__Task to complete__.
Each line of the entries below that includes "memory" belongs in your answer.

__Records for this exercise__.

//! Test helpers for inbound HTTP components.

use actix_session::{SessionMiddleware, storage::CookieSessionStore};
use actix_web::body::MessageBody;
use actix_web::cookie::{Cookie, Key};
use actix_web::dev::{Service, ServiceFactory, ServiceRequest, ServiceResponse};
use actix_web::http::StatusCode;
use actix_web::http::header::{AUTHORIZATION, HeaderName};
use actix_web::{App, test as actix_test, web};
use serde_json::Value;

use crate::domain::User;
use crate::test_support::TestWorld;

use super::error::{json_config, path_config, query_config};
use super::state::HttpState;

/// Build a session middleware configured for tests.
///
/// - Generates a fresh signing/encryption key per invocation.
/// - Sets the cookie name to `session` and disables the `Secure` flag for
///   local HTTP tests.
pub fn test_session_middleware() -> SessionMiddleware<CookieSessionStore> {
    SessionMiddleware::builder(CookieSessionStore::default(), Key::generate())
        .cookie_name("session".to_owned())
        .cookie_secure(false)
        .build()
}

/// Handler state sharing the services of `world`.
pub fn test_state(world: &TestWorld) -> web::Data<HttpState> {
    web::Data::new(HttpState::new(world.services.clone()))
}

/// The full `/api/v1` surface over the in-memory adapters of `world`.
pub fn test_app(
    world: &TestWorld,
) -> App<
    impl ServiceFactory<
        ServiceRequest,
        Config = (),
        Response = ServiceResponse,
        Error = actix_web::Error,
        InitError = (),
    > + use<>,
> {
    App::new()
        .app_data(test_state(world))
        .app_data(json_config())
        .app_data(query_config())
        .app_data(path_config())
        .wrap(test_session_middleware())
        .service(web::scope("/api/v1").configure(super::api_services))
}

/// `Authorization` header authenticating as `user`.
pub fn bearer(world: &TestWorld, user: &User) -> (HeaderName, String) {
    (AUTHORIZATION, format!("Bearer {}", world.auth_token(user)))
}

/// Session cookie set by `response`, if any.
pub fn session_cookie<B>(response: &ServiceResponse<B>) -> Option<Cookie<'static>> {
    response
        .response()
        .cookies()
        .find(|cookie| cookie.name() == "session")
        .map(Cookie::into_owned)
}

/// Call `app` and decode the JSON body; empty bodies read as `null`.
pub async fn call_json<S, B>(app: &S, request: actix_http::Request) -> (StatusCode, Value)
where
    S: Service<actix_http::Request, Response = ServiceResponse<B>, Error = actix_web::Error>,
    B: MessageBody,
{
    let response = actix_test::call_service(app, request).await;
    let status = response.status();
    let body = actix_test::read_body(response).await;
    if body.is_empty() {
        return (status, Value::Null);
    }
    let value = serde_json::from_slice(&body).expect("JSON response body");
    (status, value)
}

--

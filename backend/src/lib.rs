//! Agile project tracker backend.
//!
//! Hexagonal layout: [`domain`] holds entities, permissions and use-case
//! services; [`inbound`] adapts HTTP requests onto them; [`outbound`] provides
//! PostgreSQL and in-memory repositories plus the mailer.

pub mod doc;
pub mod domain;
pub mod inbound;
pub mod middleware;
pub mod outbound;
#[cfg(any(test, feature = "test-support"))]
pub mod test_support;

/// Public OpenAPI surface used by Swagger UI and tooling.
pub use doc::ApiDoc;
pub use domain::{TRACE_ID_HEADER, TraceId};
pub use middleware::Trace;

__Task output__.
/// The full `/api/v1` surface over the in-memory adapters of `world`.
//! PostgreSQL and in-memory repositories plus the mailer.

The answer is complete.